_REQUIRED ACTION_
Return every entry exactly as it is written in the listing.

_GIVEN RECORDS_
((
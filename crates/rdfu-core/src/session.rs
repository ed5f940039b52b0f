//! Erase-then-program of a single address range

use crate::device::DfuDevice;
use crate::error::{Error, Result};
use crate::image::AddressRange;
use crate::plan::chunk;
use crate::progress::FlashProgress;

/// Flashes one address range on one device
///
/// All pages are erased before the first transfer. The first failing
/// request aborts the session; nothing is retried.
pub struct FlashSession<'r, 'a> {
    range: &'r AddressRange<'a>,
    bytes_done: usize,
}

impl<'r, 'a> FlashSession<'r, 'a> {
    /// Create a session for `range`
    pub fn new(range: &'r AddressRange<'a>) -> Self {
        Self {
            range,
            bytes_done: 0,
        }
    }

    /// Bytes downloaded so far
    pub fn bytes_done(&self) -> usize {
        self.bytes_done
    }

    /// Run the session to completion
    pub fn run<D: DfuDevice>(
        &mut self,
        device: &mut D,
        progress: &mut dyn FlashProgress,
    ) -> Result<()> {
        let range = self.range;
        let start = range.start_address;
        let Some(end) = range.end_address() else {
            log::debug!("Skipping empty range at 0x{:08X}", start);
            return Ok(());
        };
        let total = range.len();

        let ctx = device
            .start_download(start, end)
            .map_err(Error::device("start download"))?;
        log::debug!(
            "Download 0x{:08X}..=0x{:08X}: transfer size {}, {} erase region(s)",
            start,
            end,
            ctx.max_transfer_size,
            ctx.regions.len()
        );

        // Plan everything up front so bad geometry fails before the first erase
        let pages = ctx.plan_erase(start, end)?;
        let chunks = chunk(&range.payload, start, ctx.max_transfer_size as usize)?;

        log::info!("Erasing {} page(s) at 0x{:08X}", pages.len(), start);
        progress.erasing(start, pages.len());
        for (i, page) in pages.iter().enumerate() {
            log::trace!("Erase page 0x{:08X}", page.address);
            device
                .erase_page(page.address)
                .map_err(|e| Error::EraseFailure {
                    address: page.address,
                    source: Box::new(e),
                })?;
            progress.erase_progress(i + 1, pages.len());
        }

        log::info!("Writing {} bytes at 0x{:08X}", total, start);
        progress.downloading(start, total);
        for transfer in chunks {
            log::trace!(
                "Download {} bytes at 0x{:08X}",
                transfer.data.len(),
                transfer.address
            );
            device
                .download(transfer.address, transfer.data)
                .map_err(|e| Error::TransferFailure {
                    address: transfer.address,
                    source: Box::new(e),
                })?;
            self.bytes_done += transfer.data.len();
            progress.download_progress(self.bytes_done, total);
        }

        Ok(())
    }
}

/// Erase and program `range` on `device`
pub fn flash_range<D: DfuDevice>(
    device: &mut D,
    range: &AddressRange<'_>,
    progress: &mut dyn FlashProgress,
) -> Result<()> {
    FlashSession::new(range).run(device, progress)
}
//! Write command implementation

use rdfu_core::flash::{self, FlashOptions, FlashStats};
use rdfu_core::progress::FlashProgress;
use rdfu_core::reboot::Clock;
use rdfu_core::DfuDevice;

/// Flash `image` (raw binary or UF2) onto `device`
pub fn run<D, C>(
    device: D,
    image: &[u8],
    options: &FlashOptions,
    clock: &C,
    progress: &mut dyn FlashProgress,
) -> Result<FlashStats, Box<dyn std::error::Error>>
where
    D: DfuDevice,
    C: Clock + ?Sized,
{
    let stats = flash::flash(device, image, options, clock, progress)?;
    println!(
        "Wrote {} bytes in {} range(s), {} reboot(s)",
        stats.bytes, stats.ranges, stats.reboots
    );
    Ok(stats)
}
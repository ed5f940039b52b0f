//! Man page generator for rdfu
//!
//! Usage: cargo run --bin gen-manpage -- [output-dir]

use clap::CommandFactory;
use std::fs;
use std::path::PathBuf;

#[path = "../cli.rs"]
#[allow(dead_code)]
mod cli;

fn main() -> std::io::Result<()> {
    // Default to ./man directory
    let output_dir = std::env::args_os()
        .nth(1)
        .map(PathBuf::from)
        .unwrap_or_else(|| PathBuf::from("man"));

    fs::create_dir_all(&output_dir)?;

    let cmd = cli::Cli::command();
    let mut buffer = Vec::new();
    clap_mangen::Man::new(cmd.clone()).render(&mut buffer)?;
    let output_path = output_dir.join("rdfu.1");
    fs::write(&output_path, buffer)?;
    println!("Man page generated at: {}", output_path.display());

    // One page per subcommand, e.g. rdfu-write.1
    for sub in cmd.get_subcommands() {
        let name = format!("rdfu-{}", sub.get_name());
        let mut buffer = Vec::new();
        clap_mangen::Man::new(sub.clone())
            .title(name.to_uppercase())
            .render(&mut buffer)?;
        let path = output_dir.join(format!("{}.1", name));
        fs::write(&path, buffer)?;
        println!("Man page generated at: {}", path.display());
    }

    println!("\nTo view the man page:");
    println!("  man -l {}", output_path.display());

    Ok(())
}
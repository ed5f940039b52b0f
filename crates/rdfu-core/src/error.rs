//! Error types for rdfu-core
//!
//! Every error terminates the flashing run. The variants identify the stage
//! that failed so the CLI can print a single meaningful message.

use std::time::Duration;

use thiserror::Error;

use crate::image::ImageError;

/// Boxed error coming from a device transport
pub type DeviceError = Box<dyn std::error::Error + Send + Sync + 'static>;

/// Core error type
#[derive(Debug, Error)]
pub enum Error {
    /// The firmware image is not a well-formed container
    #[error("malformed image: {0}")]
    MalformedImage(#[from] ImageError),

    /// The device reported a page or transfer geometry we cannot work with
    #[error("invalid device geometry: {0}")]
    InvalidDeviceGeometry(String),

    /// The device rejected a page erase
    #[error("erase failed at 0x{address:08X}: {source}")]
    EraseFailure {
        /// Address of the page being erased
        address: u32,
        /// Transport error
        source: DeviceError,
    },

    /// The device rejected a download
    #[error("transfer failed at 0x{address:08X}: {source}")]
    TransferFailure {
        /// Address of the chunk being transferred
        address: u32,
        /// Transport error
        source: DeviceError,
    },

    /// The device did not come back after a reboot
    #[error("device did not reappear within {0:?} after reboot")]
    RediscoveryTimeout(Duration),

    /// Discovery returned no device
    #[error("no DFU device found")]
    NoDeviceFound,

    /// Discovery returned more devices than we can flash
    #[error("more than one DFU device found ({0}), use --vendor/--product to select one")]
    MultipleDevices(usize),

    /// Any other device request failed
    #[error("{stage} failed: {source}")]
    Device {
        /// Short name of the failing request
        stage: &'static str,
        /// Transport error
        source: DeviceError,
    },
}

impl Error {
    /// Wrap a transport error for a given stage
    pub fn device<E>(stage: &'static str) -> impl FnOnce(E) -> Self
    where
        E: std::error::Error + Send + Sync + 'static,
    {
        move |e| Error::Device {
            stage,
            source: Box::new(e),
        }
    }

    pub(crate) fn geometry(msg: impl Into<String>) -> Self {
        Error::InvalidDeviceGeometry(msg.into())
    }
}

/// Result type alias using the core Error type
pub type Result<T> = std::result::Result<T, Error>;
))
_SOLUTION FOR THIS PROBLEM_
filename crates/rdfu-core/src/session.rs
repository ed5f940039b52b0f
//! Erase-then-program of a single address range

use crate::device::DfuDevice;
use crate::error::{Error, Result};
use crate::image::AddressRange;
use crate::plan::chunk;
use crate::progress::FlashProgress;

/// Flashes one address range on one device
///
/// All pages are erased before the first transfer. The first failing
/// request aborts the session; nothing is retried.
pub struct FlashSession<'r, 'a> {
    range: &'r AddressRange<'a>,
    bytes_done: usize,
}

impl<'r, 'a> FlashSession<'r, 'a> {
    /// Create a session for `range`
    pub fn new(range: &'r AddressRange<'a>) -> Self {
        Self {
            range,
            bytes_done: 0,
        }
    }

    /// Bytes downloaded so far
    pub fn bytes_done(&self) -> usize {
        self.bytes_done
    }

    /// Run the session to completion
    pub fn run<D: DfuDevice>(
        &mut self,
        device: &mut D,
        progress: &mut dyn FlashProgress,
    ) -> Result<()> {
        let range = self.range;
        let start = range.start_address;
        let Some(end) = range.end_address() else {
            log::debug!("Skipping empty range at 0x{:08X}", start);
            return Ok(());
        };
        let total = range.len();

        let ctx = device
            .start_download(start, end)
            .map_err(Error::device("start download"))?;
        log::debug!(
            "Download 0x{:08X}..=0x{:08X}: transfer size {}, {} erase region(s)",
            start,
            end,
            ctx.max_transfer_size,
            ctx.regions.len()
        );

        // Plan everything up front so bad geometry fails before the first erase
        let pages = ctx.plan_erase(start, end)?;
        let chunks = chunk(&range.payload, start, ctx.max_transfer_size as usize)?;

        log::info!("Erasing {} page(s) at 0x{:08X}", pages.len(), start);
        progress.erasing(start, pages.len());
        for (i, page) in pages.iter().enumerate() {
            log::trace!("Erase page 0x{:08X}", page.address);
            device
                .erase_page(page.address)
                .map_err(|e| Error::EraseFailure {
                    address: page.address,
                    source: Box::new(e),
                })?;
            progress.erase_progress(i + 1, pages.len());
        }

        log::info!("Writing {} bytes at 0x{:08X}", total, start);
        progress.downloading(start, total);
        for transfer in chunks {
            log::trace!(
                "Download {} bytes at 0x{:08X}",
                transfer.data.len(),
                transfer.address
            );
            device
                .download(transfer.address, transfer.data)
                .map_err(|e| Error::TransferFailure {
                    address: transfer.address,
                    source: Box::new(e),
                })?;
            self.bytes_done += transfer.data.len();
            progress.download_progress(self.bytes_done, total);
        }

        Ok(())
    }
}

/// Erase and program `range` on `device`
pub fn flash_range<D: DfuDevice>(
    device: &mut D,
    range: &AddressRange<'_>,
    progress: &mut dyn FlashProgress,
) -> Result<()> {
    FlashSession::new(range).run(device, progress)
}
//! Write command implementation

use rdfu_core::flash::{self, FlashOptions, FlashStats};
use rdfu_core::progress::FlashProgress;
use rdfu_core::reboot::Clock;
use rdfu_core::DfuDevice;

/// Flash `image` (raw binary or UF2) onto `device`
pub fn run<D, C>(
    device: D,
    image: &[u8],
    options: &FlashOptions,
    clock: &C,
    progress: &mut dyn FlashProgress,
) -> Result<FlashStats, Box<dyn std::error::Error>>
where
    D: DfuDevice,
    C: Clock + ?Sized,
{
    let stats = flash::flash(device, image, options, clock, progress)?;
    println!(
        "Wrote {} bytes in {} range(s), {} reboot(s)",
        stats.bytes, stats.ranges, stats.reboots
    );
    Ok(stats)
}
repository ed5f940039b52b0f
//! Man page generator for rdfu
//!
//! Usage: cargo run --bin gen-manpage -- [output-dir]

use clap::CommandFactory;
use std::fs;
use std::path::PathBuf;

#[path = "../cli.rs"]
#[allow(dead_code)]
mod cli;

fn main() -> std::io::Result<()> {
    // Default to ./man directory
    let output_dir = std::env::args_os()
        .nth(1)
        .map(PathBuf::from)
        .unwrap_or_else(|| PathBuf::from("man"));

    fs::create_dir_all(&output_dir)?;

    let cmd = cli::Cli::command();
    let mut buffer = Vec::new();
    clap_mangen::Man::new(cmd.clone()).render(&mut buffer)?;
    let output_path = output_dir.join("rdfu.1");
    fs::write(&output_path, buffer)?;
    println!("Man page generated at: {}", output_path.display());

    // One page per subcommand, e.g. rdfu-write.1
    for sub in cmd.get_subcommands() {
        let name = format!("rdfu-{}", sub.get_name());
        let mut buffer = Vec::new();
        clap_mangen::Man::new(sub.clone())
            .title(name.to_uppercase())
            .render(&mut buffer)?;
        let path = output_dir.join(format!("{}.1", name));
        fs::write(&path, buffer)?;
        println!("Man page generated at: {}", path.display());
    }

    println!("\nTo view the man page:");
    println!("  man -l {}", output_path.display());

    Ok(())
}
repository ed5f940039b52b0f
filename crates/rdfu-core/src/error.rs
//! Error types for rdfu-core
//!
//! Every error terminates the flashing run. The variants identify the stage
//! that failed so the CLI can print a single meaningful message.

use std::time::Duration;

use thiserror::Error;

use crate::image::ImageError;

/// Boxed error coming from a device transport
pub type DeviceError = Box<dyn std::error::Error + Send + Sync + 'static>;

/// Core error type
#[derive(Debug, Error)]
pub enum Error {
    /// The firmware image is not a well-formed container
    #[error("malformed image: {0}")]
    MalformedImage(#[from] ImageError),

    /// The device reported a page or transfer geometry we cannot work with
    #[error("invalid device geometry: {0}")]
    InvalidDeviceGeometry(String),

    /// The device rejected a page erase
    #[error("erase failed at 0x{address:08X}: {source}")]
    EraseFailure {
        /// Address of the page being erased
        address: u32,
        /// Transport error
        source: DeviceError,
    },

    /// The device rejected a download
    #[error("transfer failed at 0x{address:08X}: {source}")]
    TransferFailure {
        /// Address of the chunk being transferred
        address: u32,
        /// Transport error
        source: DeviceError,
    },

    /// The device did not come back after a reboot
    #[error("device did not reappear within {0:?} after reboot")]
    RediscoveryTimeout(Duration),

    /// Discovery returned no device
    #[error("no DFU device found")]
    NoDeviceFound,

    /// Discovery returned more devices than we can flash
    #[error("more than one DFU device found ({0}), use --vendor/--product to select one")]
    MultipleDevices(usize),

    /// Any other device request failed
    #[error("{stage} failed: {source}")]
    Device {
        /// Short name of the failing request
        stage: &'static str,
        /// Transport error
        source: DeviceError,
    },
}

impl Error {
    /// Wrap a transport error for a given stage
    pub fn device<E>(stage: &'static str) -> impl FnOnce(E) -> Self
    where
        E: std::error::Error + Send + Sync + 'static,
    {
        move |e| Error::Device {
            stage,
            source: Box::new(e),
        }
    }

    pub(crate) fn geometry(msg: impl Into<String>) -> Self {
        Error::InvalidDeviceGeometry(msg.into())
    }
}

/// Result type alias using the core Error type
pub type Result<T> = std::result::Result<T, Error>;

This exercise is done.